▸ What you should do: From the entries below, please output exactly the lines starting at the one containing "(BindType::String, RowValues::Blob(bytes)) =>" and ending at the one containing "fn fmt(&self, f: &mut", both included.

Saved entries
● ● ● ● ● ● ●
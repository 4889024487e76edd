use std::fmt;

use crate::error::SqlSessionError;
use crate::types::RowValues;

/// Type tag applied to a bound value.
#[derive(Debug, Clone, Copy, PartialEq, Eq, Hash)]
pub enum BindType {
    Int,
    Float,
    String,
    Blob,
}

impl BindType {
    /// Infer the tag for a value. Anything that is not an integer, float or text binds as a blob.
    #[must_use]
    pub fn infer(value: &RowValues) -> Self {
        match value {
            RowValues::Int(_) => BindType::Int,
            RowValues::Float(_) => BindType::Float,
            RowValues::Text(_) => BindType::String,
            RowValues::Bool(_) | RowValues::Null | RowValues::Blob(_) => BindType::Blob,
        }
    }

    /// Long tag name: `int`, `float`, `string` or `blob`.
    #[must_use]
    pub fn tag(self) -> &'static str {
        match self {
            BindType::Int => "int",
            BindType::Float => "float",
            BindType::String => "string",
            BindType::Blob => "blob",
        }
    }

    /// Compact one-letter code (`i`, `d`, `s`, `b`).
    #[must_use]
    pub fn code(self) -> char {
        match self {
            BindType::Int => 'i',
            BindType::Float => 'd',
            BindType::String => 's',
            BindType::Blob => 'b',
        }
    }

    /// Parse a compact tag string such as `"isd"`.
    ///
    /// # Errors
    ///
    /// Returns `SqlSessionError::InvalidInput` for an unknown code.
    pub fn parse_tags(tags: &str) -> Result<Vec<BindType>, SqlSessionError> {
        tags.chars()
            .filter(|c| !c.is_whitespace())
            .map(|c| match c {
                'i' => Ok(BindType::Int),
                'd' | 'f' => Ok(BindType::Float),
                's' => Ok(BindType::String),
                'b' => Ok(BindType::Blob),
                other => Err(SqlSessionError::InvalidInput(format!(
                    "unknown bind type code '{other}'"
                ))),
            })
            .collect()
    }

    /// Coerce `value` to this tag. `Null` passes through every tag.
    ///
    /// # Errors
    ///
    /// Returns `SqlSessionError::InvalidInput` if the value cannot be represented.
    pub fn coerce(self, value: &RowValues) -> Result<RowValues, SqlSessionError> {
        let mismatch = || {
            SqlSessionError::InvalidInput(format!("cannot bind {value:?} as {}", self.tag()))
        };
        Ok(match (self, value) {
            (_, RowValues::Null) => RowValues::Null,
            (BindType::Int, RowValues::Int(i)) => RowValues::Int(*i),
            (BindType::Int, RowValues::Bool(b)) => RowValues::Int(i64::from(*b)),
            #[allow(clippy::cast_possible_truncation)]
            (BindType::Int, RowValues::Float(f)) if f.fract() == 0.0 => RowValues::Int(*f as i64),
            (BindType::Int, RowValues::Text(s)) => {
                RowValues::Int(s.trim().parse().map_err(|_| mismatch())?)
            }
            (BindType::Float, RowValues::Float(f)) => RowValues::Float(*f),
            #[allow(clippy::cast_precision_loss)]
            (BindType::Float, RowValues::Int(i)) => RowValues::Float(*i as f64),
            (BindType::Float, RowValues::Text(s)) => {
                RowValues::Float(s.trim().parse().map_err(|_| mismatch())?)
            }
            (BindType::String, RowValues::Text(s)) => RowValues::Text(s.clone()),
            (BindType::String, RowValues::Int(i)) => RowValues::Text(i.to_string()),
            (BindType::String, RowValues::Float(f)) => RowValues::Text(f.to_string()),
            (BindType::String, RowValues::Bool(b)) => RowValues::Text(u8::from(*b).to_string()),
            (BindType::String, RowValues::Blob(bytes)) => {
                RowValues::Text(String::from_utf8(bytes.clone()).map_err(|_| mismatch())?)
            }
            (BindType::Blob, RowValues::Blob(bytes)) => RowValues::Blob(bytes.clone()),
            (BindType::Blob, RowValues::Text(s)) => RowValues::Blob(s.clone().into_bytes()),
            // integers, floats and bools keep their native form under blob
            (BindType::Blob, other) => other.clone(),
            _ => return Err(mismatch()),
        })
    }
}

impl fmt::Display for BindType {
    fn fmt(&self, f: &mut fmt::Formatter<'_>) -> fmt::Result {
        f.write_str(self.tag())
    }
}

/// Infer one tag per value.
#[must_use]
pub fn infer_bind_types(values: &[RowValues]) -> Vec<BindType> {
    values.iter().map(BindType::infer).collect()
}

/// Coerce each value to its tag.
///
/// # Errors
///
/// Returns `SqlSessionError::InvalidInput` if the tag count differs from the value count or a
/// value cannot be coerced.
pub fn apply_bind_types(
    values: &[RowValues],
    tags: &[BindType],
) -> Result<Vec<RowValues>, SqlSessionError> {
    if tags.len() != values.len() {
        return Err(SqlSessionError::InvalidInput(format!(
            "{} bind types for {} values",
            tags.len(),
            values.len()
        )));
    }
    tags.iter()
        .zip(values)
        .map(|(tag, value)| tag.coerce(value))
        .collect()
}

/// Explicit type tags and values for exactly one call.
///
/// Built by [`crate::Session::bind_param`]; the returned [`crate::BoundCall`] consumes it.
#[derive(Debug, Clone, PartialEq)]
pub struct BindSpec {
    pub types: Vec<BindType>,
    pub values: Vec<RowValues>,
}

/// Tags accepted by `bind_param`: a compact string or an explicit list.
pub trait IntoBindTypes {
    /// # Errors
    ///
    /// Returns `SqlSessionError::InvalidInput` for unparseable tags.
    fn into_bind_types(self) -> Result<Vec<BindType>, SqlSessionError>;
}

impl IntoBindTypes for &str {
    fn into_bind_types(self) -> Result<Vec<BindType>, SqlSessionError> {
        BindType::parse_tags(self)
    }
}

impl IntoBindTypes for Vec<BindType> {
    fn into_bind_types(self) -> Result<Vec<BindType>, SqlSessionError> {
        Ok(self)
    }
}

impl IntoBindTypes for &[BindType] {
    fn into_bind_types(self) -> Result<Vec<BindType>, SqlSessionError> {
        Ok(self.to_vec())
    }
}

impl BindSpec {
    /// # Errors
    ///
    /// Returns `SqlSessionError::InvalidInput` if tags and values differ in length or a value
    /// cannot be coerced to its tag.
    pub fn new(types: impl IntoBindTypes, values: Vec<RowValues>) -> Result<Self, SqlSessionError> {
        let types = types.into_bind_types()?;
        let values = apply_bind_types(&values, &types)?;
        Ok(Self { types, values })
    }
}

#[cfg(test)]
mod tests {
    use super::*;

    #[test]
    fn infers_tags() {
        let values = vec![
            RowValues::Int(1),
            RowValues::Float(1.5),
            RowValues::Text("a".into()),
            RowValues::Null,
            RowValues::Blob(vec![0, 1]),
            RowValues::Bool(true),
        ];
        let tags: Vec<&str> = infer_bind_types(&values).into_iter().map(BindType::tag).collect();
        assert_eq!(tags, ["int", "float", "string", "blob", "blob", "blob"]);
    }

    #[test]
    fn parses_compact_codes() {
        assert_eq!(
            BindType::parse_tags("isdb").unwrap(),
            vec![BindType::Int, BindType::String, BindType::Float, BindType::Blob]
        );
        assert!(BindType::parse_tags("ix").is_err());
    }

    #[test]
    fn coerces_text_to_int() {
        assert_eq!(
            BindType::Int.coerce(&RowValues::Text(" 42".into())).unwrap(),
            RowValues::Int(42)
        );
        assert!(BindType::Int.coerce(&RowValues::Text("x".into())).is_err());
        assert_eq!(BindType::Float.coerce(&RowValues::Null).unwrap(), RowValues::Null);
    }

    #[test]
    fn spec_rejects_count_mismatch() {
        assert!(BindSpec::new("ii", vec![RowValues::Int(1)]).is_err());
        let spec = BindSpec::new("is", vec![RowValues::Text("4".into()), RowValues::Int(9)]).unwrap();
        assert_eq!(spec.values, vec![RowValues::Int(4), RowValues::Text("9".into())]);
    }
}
● ● ● ● ● ● ●
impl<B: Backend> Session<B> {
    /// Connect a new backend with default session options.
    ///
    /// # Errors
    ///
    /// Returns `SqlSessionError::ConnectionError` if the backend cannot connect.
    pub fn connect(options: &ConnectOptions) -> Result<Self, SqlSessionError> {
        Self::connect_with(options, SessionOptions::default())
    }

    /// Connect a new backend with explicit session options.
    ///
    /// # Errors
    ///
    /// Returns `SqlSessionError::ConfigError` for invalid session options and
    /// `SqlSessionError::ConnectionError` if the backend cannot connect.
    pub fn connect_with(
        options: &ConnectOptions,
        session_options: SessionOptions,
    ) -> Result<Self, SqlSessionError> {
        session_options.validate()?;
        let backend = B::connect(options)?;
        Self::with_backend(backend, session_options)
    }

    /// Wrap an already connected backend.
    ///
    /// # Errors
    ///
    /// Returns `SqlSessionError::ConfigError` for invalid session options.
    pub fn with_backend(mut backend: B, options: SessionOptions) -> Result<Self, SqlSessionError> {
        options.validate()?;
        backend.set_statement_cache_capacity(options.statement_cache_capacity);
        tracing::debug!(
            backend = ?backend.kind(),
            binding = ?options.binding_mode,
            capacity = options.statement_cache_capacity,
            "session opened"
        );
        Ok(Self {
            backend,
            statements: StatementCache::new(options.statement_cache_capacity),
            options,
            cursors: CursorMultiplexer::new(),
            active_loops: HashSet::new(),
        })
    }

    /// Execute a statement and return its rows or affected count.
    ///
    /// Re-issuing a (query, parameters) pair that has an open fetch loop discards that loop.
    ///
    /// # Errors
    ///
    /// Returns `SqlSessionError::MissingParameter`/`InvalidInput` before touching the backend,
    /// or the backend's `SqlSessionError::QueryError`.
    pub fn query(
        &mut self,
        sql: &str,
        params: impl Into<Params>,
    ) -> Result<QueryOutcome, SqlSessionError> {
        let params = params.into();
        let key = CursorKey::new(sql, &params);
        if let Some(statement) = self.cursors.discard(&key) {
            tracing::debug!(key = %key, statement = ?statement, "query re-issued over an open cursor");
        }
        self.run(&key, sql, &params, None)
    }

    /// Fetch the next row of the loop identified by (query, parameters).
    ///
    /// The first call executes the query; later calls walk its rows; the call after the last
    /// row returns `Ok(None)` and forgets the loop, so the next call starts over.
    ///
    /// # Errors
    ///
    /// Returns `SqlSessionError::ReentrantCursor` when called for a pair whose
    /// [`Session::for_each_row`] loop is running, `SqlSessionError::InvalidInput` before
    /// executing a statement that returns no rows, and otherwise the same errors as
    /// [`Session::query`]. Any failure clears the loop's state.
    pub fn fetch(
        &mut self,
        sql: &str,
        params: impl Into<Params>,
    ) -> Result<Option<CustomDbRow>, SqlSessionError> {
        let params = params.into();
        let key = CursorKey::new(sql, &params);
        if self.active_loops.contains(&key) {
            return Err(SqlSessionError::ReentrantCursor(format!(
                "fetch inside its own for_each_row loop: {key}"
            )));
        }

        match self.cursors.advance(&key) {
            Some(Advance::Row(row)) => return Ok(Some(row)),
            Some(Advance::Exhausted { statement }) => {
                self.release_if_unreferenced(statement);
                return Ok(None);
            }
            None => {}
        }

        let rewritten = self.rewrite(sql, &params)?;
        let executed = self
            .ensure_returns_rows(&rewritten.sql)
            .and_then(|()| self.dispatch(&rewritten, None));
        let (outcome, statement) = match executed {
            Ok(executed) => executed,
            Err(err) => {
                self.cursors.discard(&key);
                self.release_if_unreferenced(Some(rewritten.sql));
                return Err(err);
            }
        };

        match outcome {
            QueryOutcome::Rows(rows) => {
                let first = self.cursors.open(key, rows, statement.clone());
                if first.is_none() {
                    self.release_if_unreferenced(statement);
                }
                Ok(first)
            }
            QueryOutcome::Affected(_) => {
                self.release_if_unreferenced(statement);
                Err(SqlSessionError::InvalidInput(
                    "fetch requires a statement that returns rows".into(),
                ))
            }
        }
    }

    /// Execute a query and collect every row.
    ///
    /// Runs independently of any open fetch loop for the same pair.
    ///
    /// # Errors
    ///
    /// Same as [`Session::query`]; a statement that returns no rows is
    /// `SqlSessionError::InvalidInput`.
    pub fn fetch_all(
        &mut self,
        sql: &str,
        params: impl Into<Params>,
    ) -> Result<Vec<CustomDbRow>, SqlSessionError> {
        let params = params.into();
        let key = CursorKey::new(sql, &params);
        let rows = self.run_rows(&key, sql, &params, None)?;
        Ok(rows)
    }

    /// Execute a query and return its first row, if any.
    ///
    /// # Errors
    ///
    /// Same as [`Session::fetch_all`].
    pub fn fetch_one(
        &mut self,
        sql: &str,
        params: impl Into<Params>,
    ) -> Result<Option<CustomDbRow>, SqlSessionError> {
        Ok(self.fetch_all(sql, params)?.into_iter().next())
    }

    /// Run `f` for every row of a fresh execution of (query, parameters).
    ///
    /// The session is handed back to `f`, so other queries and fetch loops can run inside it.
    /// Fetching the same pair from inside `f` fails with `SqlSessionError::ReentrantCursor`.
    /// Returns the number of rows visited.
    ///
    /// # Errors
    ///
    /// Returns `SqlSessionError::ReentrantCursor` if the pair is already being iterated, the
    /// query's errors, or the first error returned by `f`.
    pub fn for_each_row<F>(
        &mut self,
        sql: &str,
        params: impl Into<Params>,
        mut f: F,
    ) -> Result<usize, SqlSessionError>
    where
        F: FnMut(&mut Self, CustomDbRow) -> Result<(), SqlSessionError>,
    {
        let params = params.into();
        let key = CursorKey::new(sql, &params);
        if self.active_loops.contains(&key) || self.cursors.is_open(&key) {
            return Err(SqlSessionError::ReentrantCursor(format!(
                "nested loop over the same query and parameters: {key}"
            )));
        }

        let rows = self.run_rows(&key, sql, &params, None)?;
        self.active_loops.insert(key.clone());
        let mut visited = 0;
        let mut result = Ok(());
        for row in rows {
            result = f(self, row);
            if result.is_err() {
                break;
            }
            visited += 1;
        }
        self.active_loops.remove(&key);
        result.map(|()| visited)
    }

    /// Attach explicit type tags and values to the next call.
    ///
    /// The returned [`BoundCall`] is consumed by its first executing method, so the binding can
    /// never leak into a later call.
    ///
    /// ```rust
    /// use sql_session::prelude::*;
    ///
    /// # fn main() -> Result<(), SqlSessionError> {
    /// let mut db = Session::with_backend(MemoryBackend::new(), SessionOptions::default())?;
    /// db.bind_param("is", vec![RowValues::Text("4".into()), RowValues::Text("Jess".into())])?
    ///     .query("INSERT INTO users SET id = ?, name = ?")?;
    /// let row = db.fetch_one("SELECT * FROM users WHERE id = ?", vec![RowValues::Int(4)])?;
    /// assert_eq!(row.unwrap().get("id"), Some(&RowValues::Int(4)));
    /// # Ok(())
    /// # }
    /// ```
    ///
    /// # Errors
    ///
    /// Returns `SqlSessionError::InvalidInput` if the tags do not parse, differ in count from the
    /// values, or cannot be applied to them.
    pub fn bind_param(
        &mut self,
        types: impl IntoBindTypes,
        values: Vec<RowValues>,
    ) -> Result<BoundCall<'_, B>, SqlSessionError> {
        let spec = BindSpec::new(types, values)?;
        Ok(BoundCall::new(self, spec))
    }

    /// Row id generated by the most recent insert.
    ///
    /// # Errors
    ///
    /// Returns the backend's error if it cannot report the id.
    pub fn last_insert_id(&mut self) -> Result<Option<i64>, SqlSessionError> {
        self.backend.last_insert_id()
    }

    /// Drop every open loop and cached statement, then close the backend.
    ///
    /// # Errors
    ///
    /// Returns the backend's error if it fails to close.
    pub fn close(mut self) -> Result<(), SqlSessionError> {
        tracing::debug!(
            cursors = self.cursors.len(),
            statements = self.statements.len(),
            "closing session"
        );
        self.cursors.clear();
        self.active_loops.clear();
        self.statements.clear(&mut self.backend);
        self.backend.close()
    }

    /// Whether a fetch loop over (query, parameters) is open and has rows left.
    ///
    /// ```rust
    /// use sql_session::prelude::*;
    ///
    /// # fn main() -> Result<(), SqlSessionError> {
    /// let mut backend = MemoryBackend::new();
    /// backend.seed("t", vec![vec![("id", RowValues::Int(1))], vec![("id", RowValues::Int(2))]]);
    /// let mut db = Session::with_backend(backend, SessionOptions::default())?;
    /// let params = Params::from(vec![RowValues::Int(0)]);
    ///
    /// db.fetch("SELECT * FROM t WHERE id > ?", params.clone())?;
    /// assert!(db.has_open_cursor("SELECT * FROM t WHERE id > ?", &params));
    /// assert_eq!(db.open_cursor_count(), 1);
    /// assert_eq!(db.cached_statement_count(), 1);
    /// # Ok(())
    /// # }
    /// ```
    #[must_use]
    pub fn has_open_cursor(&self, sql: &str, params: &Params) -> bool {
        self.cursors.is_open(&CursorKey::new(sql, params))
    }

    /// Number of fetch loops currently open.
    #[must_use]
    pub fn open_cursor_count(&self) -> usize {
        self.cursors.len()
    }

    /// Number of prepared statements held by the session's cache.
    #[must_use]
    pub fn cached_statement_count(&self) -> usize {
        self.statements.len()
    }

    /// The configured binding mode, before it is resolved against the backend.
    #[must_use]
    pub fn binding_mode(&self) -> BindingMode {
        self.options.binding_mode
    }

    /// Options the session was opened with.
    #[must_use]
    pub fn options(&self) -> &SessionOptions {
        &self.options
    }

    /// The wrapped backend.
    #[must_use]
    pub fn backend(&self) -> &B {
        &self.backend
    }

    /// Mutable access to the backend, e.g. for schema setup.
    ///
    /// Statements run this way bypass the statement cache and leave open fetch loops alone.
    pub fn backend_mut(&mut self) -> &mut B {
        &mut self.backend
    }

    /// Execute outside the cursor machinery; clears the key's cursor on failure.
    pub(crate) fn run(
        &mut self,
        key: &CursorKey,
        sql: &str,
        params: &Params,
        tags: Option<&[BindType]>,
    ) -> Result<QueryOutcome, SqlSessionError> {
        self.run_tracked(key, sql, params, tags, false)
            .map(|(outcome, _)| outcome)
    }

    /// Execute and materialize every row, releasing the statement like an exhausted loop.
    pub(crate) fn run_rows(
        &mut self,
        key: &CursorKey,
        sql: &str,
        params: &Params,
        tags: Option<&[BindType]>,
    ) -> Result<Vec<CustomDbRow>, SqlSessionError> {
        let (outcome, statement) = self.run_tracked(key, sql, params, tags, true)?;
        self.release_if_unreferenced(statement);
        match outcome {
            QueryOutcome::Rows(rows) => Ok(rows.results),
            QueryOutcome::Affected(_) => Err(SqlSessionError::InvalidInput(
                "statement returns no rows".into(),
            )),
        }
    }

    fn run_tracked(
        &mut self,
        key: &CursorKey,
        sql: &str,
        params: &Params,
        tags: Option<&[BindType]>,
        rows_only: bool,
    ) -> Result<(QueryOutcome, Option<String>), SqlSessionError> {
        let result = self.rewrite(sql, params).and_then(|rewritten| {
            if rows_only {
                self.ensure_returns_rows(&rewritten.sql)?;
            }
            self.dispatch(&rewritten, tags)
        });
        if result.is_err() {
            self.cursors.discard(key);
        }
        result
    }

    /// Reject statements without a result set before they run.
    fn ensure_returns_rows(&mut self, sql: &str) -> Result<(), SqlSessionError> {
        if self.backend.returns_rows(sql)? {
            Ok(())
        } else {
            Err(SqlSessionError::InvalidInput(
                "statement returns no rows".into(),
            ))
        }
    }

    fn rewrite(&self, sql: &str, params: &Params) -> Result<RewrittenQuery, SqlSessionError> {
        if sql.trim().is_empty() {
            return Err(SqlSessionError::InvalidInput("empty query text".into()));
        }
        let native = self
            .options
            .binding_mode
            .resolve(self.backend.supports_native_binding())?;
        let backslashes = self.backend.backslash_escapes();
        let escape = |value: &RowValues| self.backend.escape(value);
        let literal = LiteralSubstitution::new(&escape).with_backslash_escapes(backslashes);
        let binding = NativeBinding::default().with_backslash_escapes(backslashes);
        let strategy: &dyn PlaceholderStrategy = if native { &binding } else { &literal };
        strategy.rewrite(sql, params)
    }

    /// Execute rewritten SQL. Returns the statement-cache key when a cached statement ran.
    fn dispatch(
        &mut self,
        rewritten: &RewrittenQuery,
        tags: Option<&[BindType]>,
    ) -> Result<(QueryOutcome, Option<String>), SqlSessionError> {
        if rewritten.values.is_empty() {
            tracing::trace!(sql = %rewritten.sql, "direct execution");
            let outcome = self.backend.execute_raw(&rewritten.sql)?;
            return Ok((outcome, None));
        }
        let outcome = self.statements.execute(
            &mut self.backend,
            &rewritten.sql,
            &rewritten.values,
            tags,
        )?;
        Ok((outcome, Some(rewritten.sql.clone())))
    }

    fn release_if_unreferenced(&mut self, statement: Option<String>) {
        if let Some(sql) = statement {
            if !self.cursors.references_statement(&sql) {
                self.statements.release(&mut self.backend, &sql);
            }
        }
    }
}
● ● ● ● ● ● ●
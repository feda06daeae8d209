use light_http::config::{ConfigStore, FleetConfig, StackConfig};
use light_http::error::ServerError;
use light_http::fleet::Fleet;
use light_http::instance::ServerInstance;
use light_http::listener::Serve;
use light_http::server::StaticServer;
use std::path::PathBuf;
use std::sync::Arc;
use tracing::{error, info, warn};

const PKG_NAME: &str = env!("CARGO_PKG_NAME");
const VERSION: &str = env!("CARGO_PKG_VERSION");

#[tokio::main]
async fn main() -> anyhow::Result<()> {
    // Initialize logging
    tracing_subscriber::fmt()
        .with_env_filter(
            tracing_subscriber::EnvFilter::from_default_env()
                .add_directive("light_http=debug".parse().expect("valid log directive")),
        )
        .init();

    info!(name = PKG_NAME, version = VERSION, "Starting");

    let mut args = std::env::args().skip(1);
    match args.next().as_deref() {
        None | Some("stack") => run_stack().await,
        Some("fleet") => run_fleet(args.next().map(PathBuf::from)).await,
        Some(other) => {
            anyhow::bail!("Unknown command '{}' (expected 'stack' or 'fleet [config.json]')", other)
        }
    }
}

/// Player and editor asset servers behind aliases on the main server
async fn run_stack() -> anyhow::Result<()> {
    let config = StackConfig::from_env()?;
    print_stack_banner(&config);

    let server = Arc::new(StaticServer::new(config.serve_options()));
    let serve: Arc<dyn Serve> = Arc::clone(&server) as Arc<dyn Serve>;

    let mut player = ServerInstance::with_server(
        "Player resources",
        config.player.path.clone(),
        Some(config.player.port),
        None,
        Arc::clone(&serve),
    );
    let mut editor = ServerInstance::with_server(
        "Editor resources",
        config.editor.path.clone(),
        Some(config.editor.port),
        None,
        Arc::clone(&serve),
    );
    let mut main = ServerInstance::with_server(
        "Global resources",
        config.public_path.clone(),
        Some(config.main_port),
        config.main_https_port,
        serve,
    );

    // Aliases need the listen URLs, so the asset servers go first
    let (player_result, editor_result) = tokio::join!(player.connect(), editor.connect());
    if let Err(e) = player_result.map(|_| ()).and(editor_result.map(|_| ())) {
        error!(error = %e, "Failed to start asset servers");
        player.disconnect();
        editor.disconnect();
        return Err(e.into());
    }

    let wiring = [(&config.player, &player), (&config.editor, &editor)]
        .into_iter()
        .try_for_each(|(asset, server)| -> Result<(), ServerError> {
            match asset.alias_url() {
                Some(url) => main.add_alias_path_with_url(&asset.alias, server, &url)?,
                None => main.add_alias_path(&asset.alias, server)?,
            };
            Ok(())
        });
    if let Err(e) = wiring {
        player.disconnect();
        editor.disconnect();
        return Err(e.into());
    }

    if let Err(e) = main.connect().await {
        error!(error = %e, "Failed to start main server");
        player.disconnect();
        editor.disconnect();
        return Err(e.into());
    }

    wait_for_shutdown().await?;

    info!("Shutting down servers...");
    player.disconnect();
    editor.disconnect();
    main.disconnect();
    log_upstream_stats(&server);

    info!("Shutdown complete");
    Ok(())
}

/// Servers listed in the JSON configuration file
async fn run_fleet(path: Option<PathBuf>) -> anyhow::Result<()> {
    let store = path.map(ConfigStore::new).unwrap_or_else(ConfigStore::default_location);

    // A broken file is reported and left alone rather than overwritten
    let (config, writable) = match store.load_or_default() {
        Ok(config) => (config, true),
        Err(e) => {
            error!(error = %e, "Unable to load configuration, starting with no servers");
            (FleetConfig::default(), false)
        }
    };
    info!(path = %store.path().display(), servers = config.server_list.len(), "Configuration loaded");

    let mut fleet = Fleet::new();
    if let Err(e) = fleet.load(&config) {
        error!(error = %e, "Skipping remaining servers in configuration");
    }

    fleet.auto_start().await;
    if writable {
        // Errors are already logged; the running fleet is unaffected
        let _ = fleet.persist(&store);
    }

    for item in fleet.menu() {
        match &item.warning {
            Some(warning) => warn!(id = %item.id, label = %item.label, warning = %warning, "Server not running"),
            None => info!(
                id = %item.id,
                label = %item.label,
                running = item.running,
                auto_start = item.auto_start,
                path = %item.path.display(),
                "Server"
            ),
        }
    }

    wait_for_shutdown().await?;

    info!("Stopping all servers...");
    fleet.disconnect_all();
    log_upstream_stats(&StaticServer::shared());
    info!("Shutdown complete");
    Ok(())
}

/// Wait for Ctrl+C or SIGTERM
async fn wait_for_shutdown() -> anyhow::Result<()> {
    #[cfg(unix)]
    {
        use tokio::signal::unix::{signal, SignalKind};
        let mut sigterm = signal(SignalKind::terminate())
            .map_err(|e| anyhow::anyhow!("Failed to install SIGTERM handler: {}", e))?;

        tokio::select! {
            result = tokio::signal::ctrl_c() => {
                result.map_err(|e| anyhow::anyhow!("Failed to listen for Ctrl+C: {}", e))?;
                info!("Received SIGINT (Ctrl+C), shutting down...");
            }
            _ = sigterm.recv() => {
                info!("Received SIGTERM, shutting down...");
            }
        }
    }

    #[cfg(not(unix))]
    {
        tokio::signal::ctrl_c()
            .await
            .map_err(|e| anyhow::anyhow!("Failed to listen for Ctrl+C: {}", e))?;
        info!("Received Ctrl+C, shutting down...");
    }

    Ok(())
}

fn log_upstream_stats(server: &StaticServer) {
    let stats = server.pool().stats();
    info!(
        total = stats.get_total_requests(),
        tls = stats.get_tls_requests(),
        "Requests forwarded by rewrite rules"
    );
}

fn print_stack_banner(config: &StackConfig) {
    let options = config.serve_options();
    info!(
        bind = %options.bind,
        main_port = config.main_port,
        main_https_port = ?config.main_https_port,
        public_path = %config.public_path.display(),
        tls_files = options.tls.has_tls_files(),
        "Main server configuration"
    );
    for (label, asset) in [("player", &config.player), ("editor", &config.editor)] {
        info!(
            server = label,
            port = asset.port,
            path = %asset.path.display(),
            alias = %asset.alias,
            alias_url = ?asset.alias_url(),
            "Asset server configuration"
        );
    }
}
● ● ● ● ● ● ●
▸ Answer to this task:
            (BindType::String, RowValues::Blob(bytes)) => {
                RowValues::Text(String::from_utf8(bytes.clone()).map_err(|_| mismatch())?)
            }
            (BindType::Blob, RowValues::Blob(bytes)) => RowValues::Blob(bytes.clone()),
            (BindType::Blob, RowValues::Text(s)) => RowValues::Blob(s.clone().into_bytes()),
            // integers, floats and bools keep their native form under blob
            (BindType::Blob, other) => other.clone(),
            _ => return Err(mismatch()),
        })
    }
}

impl fmt::Display for BindType {
    fn fmt(&self, f: &mut fmt::Formatter<'_>) -> fmt::Result {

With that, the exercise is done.